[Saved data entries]
§ §
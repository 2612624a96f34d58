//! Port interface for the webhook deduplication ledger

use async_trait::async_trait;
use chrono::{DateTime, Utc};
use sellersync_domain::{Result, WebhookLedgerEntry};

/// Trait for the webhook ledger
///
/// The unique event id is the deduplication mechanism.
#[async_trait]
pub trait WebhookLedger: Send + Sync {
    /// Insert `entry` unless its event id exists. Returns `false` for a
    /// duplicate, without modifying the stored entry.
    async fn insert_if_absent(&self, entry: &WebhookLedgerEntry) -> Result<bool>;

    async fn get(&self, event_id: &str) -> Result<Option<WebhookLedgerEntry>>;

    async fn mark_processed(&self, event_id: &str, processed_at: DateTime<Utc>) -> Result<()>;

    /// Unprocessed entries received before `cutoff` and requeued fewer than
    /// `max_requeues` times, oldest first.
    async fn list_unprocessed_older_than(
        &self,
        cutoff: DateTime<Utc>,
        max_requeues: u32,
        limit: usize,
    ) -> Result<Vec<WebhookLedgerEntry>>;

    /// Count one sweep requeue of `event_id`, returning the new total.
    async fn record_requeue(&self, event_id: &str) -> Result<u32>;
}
§ §
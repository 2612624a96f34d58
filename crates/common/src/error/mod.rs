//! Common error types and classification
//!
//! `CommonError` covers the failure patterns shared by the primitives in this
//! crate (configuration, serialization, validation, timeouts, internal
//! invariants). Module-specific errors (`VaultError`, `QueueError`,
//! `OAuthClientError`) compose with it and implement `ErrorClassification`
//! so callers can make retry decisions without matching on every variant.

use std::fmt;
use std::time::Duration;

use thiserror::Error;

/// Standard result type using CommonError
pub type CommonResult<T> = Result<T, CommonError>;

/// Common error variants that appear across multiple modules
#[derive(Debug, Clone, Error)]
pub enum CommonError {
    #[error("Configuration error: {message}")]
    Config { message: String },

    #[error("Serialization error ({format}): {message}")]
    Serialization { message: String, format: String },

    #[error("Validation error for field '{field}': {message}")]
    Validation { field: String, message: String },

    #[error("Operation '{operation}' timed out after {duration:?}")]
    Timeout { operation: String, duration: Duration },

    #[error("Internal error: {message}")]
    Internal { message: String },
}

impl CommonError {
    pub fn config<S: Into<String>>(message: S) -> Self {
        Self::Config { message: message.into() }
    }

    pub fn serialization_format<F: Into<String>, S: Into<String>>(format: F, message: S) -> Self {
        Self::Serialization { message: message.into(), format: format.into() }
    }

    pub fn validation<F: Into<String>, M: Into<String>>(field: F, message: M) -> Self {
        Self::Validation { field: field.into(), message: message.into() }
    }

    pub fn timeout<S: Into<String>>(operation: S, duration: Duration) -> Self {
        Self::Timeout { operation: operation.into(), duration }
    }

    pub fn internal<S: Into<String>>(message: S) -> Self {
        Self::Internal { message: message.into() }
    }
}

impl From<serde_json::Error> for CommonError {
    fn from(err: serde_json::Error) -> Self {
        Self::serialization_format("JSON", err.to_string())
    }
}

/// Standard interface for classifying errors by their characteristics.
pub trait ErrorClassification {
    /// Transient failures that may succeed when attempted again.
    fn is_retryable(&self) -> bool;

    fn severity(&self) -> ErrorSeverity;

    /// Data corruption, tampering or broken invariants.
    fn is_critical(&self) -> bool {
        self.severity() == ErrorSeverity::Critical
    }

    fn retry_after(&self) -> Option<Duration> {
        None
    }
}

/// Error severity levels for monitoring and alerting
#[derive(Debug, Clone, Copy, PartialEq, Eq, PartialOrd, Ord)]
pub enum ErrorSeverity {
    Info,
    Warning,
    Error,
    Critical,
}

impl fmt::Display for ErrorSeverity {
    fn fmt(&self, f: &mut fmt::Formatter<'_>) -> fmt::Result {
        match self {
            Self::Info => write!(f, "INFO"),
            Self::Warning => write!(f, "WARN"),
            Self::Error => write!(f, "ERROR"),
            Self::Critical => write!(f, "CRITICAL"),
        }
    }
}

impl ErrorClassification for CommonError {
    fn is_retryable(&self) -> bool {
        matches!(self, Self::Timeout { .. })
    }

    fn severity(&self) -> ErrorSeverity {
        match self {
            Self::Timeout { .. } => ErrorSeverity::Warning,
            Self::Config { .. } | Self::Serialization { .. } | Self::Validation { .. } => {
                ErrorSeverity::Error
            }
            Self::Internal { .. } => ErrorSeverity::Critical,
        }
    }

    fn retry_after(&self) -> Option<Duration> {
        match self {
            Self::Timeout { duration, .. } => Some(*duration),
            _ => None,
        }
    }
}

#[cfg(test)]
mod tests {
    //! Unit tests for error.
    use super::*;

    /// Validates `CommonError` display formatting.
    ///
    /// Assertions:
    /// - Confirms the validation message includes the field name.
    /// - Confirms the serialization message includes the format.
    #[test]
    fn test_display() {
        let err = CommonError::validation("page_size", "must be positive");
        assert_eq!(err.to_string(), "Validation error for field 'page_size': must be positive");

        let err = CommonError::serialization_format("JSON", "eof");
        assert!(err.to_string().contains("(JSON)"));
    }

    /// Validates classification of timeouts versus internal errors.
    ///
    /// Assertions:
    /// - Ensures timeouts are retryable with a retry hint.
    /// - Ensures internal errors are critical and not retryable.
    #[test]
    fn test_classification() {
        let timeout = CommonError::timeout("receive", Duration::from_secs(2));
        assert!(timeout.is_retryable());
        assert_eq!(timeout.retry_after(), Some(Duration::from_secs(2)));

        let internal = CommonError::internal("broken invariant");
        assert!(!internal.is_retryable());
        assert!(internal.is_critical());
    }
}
§ §
(Work item):
Report how many lines of the records hold the word "cutoff", and supply no other text.

(Result):
2